(Items from a data source)
┏━━

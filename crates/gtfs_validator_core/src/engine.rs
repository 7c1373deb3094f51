use std::panic::{catch_unwind, AssertUnwindSafe};

use crate::{
    input::collect_input_notices, GtfsFeed, GtfsInput, GtfsInputError, NoticeContainer,
    NoticeSeverity, ValidationNotice, ValidatorRunner,
};

pub struct ValidationOutcome {
    pub feed: Option<GtfsFeed>,
    pub notices: NoticeContainer,
}

pub fn validate_input(input: &GtfsInput, runner: &ValidatorRunner) -> ValidationOutcome {
    let mut notices = NoticeContainer::new();
    let feed = validate_input_into(input, runner, &mut notices);
    ValidationOutcome { feed, notices }
}

/// Same loading/running sequence as [`validate_input`], but notices land in
/// a caller-supplied container so a cap or streaming listener configured
/// ahead of time (e.g. by a CLI flag) actually takes effect.
pub fn validate_input_into(
    input: &GtfsInput,
    runner: &ValidatorRunner,
    notices: &mut NoticeContainer,
) -> Option<GtfsFeed> {
    if let Ok(input_notices) = collect_input_notices(input) {
        for notice in input_notices {
            notices.push(notice);
        }
    }

    let load_result = catch_unwind(AssertUnwindSafe(|| {
        GtfsFeed::from_input_with_notices(input, notices)
    }));

    match load_result {
        Ok(Ok(feed)) => {
            runner.run_with(&feed, notices);
            Some(feed)
        }
        Ok(Err(err)) => {
            push_input_error_notice(notices, err);
            None
        }
        Err(panic) => {
            notices.push(runtime_exception_in_loader_error_notice(
                input.path().display().to_string(),
                panic_payload_message(&*panic),
            ));
            None
        }
    }
}

fn push_input_error_notice(notices: &mut NoticeContainer, err: GtfsInputError) {
    match err {
        GtfsInputError::MissingFile(name) => {
            notices.push_missing_file(name);
        }
        GtfsInputError::Csv(csv_err) => {
            notices.push_csv_error(&csv_err);
        }
        GtfsInputError::Json { file, source } => {
            notices.push(malformed_json_notice(&file, &source));
        }
        other => {
            notices.push(io_error_notice(&other));
        }
    }
}

fn malformed_json_notice(file: &str, source: &serde_json::Error) -> ValidationNotice {
    let mut notice =
        ValidationNotice::new("malformed_json", NoticeSeverity::Error, source.to_string());
    notice.file = Some(file.to_string());
    notice.insert_context_field("message", source.to_string());
    notice.field_order = vec!["filename".to_string(), "message".to_string()];
    notice
}

fn io_error_notice(error: &GtfsInputError) -> ValidationNotice {
    let (exception, message) = match error {
        GtfsInputError::MissingPath(_) => ("MissingPath", error.to_string()),
        GtfsInputError::InvalidPath(_) => ("InvalidPath", error.to_string()),
        GtfsInputError::InvalidZip(_) => ("InvalidZip", error.to_string()),
        GtfsInputError::NotAFile(_) => ("NotAFile", error.to_string()),
        GtfsInputError::Io { source, .. } => ("io::Error", source.to_string()),
        GtfsInputError::ZipArchive { source, .. } => ("zip::result::ZipError", source.to_string()),
        GtfsInputError::ZipFile { source, .. } => ("zip::result::ZipError", source.to_string()),
        GtfsInputError::ZipFileIo { source, .. } => ("io::Error", source.to_string()),
        GtfsInputError::Json { source, .. } => ("serde_json::Error", source.to_string()),
        GtfsInputError::MissingFile(_) | GtfsInputError::Csv(_) => {
            ("GtfsInputError", error.to_string())
        }
    };
    let mut notice = ValidationNotice::new("i_o_error", NoticeSeverity::Error, message.clone());
    notice.insert_context_field("exception", exception);
    notice.insert_context_field("message", message);
    notice.field_order = vec!["exception".to_string(), "message".to_string()];
    notice
}

fn runtime_exception_in_loader_error_notice(file: String, message: String) -> ValidationNotice {
    let mut notice = ValidationNotice::new(
        "runtime_exception_in_loader_error",
        NoticeSeverity::Error,
        "runtime exception while loading gtfs",
    );
    notice.insert_context_field("exception", "panic");
    notice.insert_context_field("filename", file);
    notice.insert_context_field("message", message);
    notice.field_order = vec![
        "exception".to_string(),
        "filename".to_string(),
        "message".to_string(),
    ];
    notice
}

fn panic_payload_message(panic: &(dyn std::any::Any + Send)) -> String {
    if let Some(message) = panic.downcast_ref::<&str>() {
        message.to_string()
    } else if let Some(message) = panic.downcast_ref::<String>() {
        message.clone()
    } else {
        "panic".to_string()
    }
}

#[allow(dead_code)]
fn uri_syntax_error_notice(exception: &str, message: &str) -> ValidationNotice {
    let mut notice = ValidationNotice::new(
        "u_r_i_syntax_error",
        NoticeSeverity::Error,
        "uri syntax error",
    );
    notice.insert_context_field("exception", exception);
    notice.insert_context_field("message", message);
    notice.field_order = vec!["exception".to_string(), "message".to_string()];
    notice
}

#[allow(dead_code)]
fn runtime_exception_in_validator_error_notice(
    exception: &str,
    message: &str,
    validator: &str,
) -> ValidationNotice {
    let mut notice = ValidationNotice::new(
        "runtime_exception_in_validator_error",
        NoticeSeverity::Error,
        "runtime exception while validating gtfs",
    );
    notice.insert_context_field("exception", exception);
    notice.insert_context_field("message", message);
    notice.insert_context_field("validator", validator);
    notice.field_order = vec![
        "exception".to_string(),
        "message".to_string(),
        "validator".to_string(),
    ];
    notice
}

#[allow(dead_code)]
fn thread_execution_error_notice(exception: &str, message: &str) -> ValidationNotice {
    let mut notice = ValidationNotice::new(
        "thread_execution_error",
        NoticeSeverity::Error,
        "thread execution error",
    );
    notice.insert_context_field("exception", exception);
    notice.insert_context_field("message", message);
    notice.field_order = vec!["exception".to_string(), "message".to_string()];
    notice
}

#[cfg(test)]
mod tests {
    use super::*;
    use std::fs;
    use std::time::{SystemTime, UNIX_EPOCH};

    fn temp_dir(prefix: &str) -> std::path::PathBuf {
        let nanos = SystemTime::now()
            .duration_since(UNIX_EPOCH)
            .expect("time")
            .as_nanos();
        std::env::temp_dir().join(format!("{}_{}_{}", prefix, std::process::id(), nanos))
    }

    #[test]
    fn reports_a_notice_per_missing_required_file_and_keeps_validating() {
        let dir = temp_dir("gtfs_missing_file");
        fs::create_dir_all(&dir).expect("create dir");
        fs::write(
            dir.join("agency.txt"),
            "agency_name,agency_url,agency_timezone\nTest,https://example.com,UTC\n",
        )
        .expect("write file");

        let input = GtfsInput::from_path(&dir).expect("input");
        let runner = ValidatorRunner::new();
        let outcome = validate_input(&input, &runner);

        // stops, routes, trips and stop_times are all still missing; the
        // feed loads anyway with empty tables for each.
        let feed = outcome.feed.expect("feed loads with empty required tables");
        assert!(feed.stops.rows.is_empty());

        let missing_file_notices = outcome
            .notices
            .iter()
            .filter(|notice| notice.code == "missing_required_file")
            .count();
        assert_eq!(missing_file_notices, 4);

        fs::remove_dir_all(&dir).ok();
    }
}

┗━━

- [Exercise requirements] Transcribe every line of the data, exactly as it stands.

- [Result for this exercise]
filename crates/gtfs_validator_core/src/engine.rs
repository 7c1373deb3094f51
use std::panic::{catch_unwind, AssertUnwindSafe};

use crate::{
    input::collect_input_notices, GtfsFeed, GtfsInput, GtfsInputError, NoticeContainer,
    NoticeSeverity, ValidationNotice, ValidatorRunner,
};

pub struct ValidationOutcome {
    pub feed: Option<GtfsFeed>,
    pub notices: NoticeContainer,
}

pub fn validate_input(input: &GtfsInput, runner: &ValidatorRunner) -> ValidationOutcome {
    let mut notices = NoticeContainer::new();
    let feed = validate_input_into(input, runner, &mut notices);
    ValidationOutcome { feed, notices }
}

/// Same loading/running sequence as [`validate_input`], but notices land in
/// a caller-supplied container so a cap or streaming listener configured
/// ahead of time (e.g. by a CLI flag) actually takes effect.
pub fn validate_input_into(
    input: &GtfsInput,
    runner: &ValidatorRunner,
    notices: &mut NoticeContainer,
) -> Option<GtfsFeed> {
    if let Ok(input_notices) = collect_input_notices(input) {
        for notice in input_notices {
            notices.push(notice);
        }
    }

    let load_result = catch_unwind(AssertUnwindSafe(|| {
        GtfsFeed::from_input_with_notices(input, notices)
    }));

    match load_result {
        Ok(Ok(feed)) => {
            runner.run_with(&feed, notices);
            Some(feed)
        }
        Ok(Err(err)) => {
            push_input_error_notice(notices, err);
            None
        }
        Err(panic) => {
            notices.push(runtime_exception_in_loader_error_notice(
                input.path().display().to_string(),
                panic_payload_message(&*panic),
            ));
            None
        }
    }
}

fn push_input_error_notice(notices: &mut NoticeContainer, err: GtfsInputError) {
    match err {
        GtfsInputError::MissingFile(name) => {
            notices.push_missing_file(name);
        }
        GtfsInputError::Csv(csv_err) => {
            notices.push_csv_error(&csv_err);
        }
        GtfsInputError::Json { file, source } => {
            notices.push(malformed_json_notice(&file, &source));
        }
        other => {
            notices.push(io_error_notice(&other));
        }
    }
}

fn malformed_json_notice(file: &str, source: &serde_json::Error) -> ValidationNotice {
    let mut notice =
        ValidationNotice::new("malformed_json", NoticeSeverity::Error, source.to_string());
    notice.file = Some(file.to_string());
    notice.insert_context_field("message", source.to_string());
    notice.field_order = vec!["filename".to_string(), "message".to_string()];
    notice
}

fn io_error_notice(error: &GtfsInputError) -> ValidationNotice {
    let (exception, message) = match error {
        GtfsInputError::MissingPath(_) => ("MissingPath", error.to_string()),
        GtfsInputError::InvalidPath(_) => ("InvalidPath", error.to_string()),
        GtfsInputError::InvalidZip(_) => ("InvalidZip", error.to_string()),
        GtfsInputError::NotAFile(_) => ("NotAFile", error.to_string()),
        GtfsInputError::Io { source, .. } => ("io::Error", source.to_string()),
        GtfsInputError::ZipArchive { source, .. } => ("zip::result::ZipError", source.to_string()),
        GtfsInputError::ZipFile { source, .. } => ("zip::result::ZipError", source.to_string()),
        GtfsInputError::ZipFileIo { source, .. } => ("io::Error", source.to_string()),
        GtfsInputError::Json { source, .. } => ("serde_json::Error", source.to_string()),
        GtfsInputError::MissingFile(_) | GtfsInputError::Csv(_) => {
            ("GtfsInputError", error.to_string())
        }
    };
    let mut notice = ValidationNotice::new("i_o_error", NoticeSeverity::Error, message.clone());
    notice.insert_context_field("exception", exception);
    notice.insert_context_field("message", message);
    notice.field_order = vec!["exception".to_string(), "message".to_string()];
    notice
}

fn runtime_exception_in_loader_error_notice(file: String, message: String) -> ValidationNotice {
    let mut notice = ValidationNotice::new(
        "runtime_exception_in_loader_error",
        NoticeSeverity::Error,
        "runtime exception while loading gtfs",
    );
    notice.insert_context_field("exception", "panic");
    notice.insert_context_field("filename", file);
    notice.insert_context_field("message", message);
    notice.field_order = vec![
        "exception".to_string(),
        "filename".to_string(),
        "message".to_string(),
    ];
    notice
}

fn panic_payload_message(panic: &(dyn std::any::Any + Send)) -> String {
    if let Some(message) = panic.downcast_ref::<&str>() {
        message.to_string()
    } else if let Some(message) = panic.downcast_ref::<String>() {
        message.clone()
    } else {
        "panic".to_string()
    }
}

#[allow(dead_code)]
fn uri_syntax_error_notice(exception: &str, message: &str) -> ValidationNotice {
    let mut notice = ValidationNotice::new(
        "u_r_i_syntax_error",
        NoticeSeverity::Error,
        "uri syntax error",
    );
    notice.insert_context_field("exception", exception);
    notice.insert_context_field("message", message);
    notice.field_order = vec!["exception".to_string(), "message".to_string()];
    notice
}

#[allow(dead_code)]
fn runtime_exception_in_validator_error_notice(
    exception: &str,
    message: &str,
    validator: &str,
) -> ValidationNotice {
    let mut notice = ValidationNotice::new(
        "runtime_exception_in_validator_error",
        NoticeSeverity::Error,
        "runtime exception while validating gtfs",
    );
    notice.insert_context_field("exception", exception);
    notice.insert_context_field("message", message);
    notice.insert_context_field("validator", validator);
    notice.field_order = vec![
        "exception".to_string(),
        "message".to_string(),
        "validator".to_string(),
    ];
    notice
}

#[allow(dead_code)]
fn thread_execution_error_notice(exception: &str, message: &str) -> ValidationNotice {
    let mut notice = ValidationNotice::new(
        "thread_execution_error",
        NoticeSeverity::Error,
        "thread execution error",
    );
    notice.insert_context_field("exception", exception);
    notice.insert_context_field("message", message);
    notice.field_order = vec!["exception".to_string(), "message".to_string()];
    notice
}

#[cfg(test)]
mod tests {
    use super::*;
    use std::fs;
    use std::time::{SystemTime, UNIX_EPOCH};

    fn temp_dir(prefix: &str) -> std::path::PathBuf {
        let nanos = SystemTime::now()
            .duration_since(UNIX_EPOCH)
            .expect("time")
            .as_nanos();
        std::env::temp_dir().join(format!("{}_{}_{}", prefix, std::process::id(), nanos))
    }

    #[test]
    fn reports_a_notice_per_missing_required_file_and_keeps_validating() {
        let dir = temp_dir("gtfs_missing_file");
        fs::create_dir_all(&dir).expect("create dir");
        fs::write(
            dir.join("agency.txt"),
            "agency_name,agency_url,agency_timezone\nTest,https://example.com,UTC\n",
        )
        .expect("write file");

        let input = GtfsInput::from_path(&dir).expect("input");
        let runner = ValidatorRunner::new();
        let outcome = validate_input(&input, &runner);

        // stops, routes, trips and stop_times are all still missing; the
        // feed loads anyway with empty tables for each.
        let feed = outcome.feed.expect("feed loads with empty required tables");
        assert!(feed.stops.rows.is_empty());

        let missing_file_notices = outcome
            .notices
            .iter()
            .filter(|notice| notice.code == "missing_required_file")
            .count();
        assert_eq!(missing_file_notices, 4);

        fs::remove_dir_all(&dir).ok();
    }
}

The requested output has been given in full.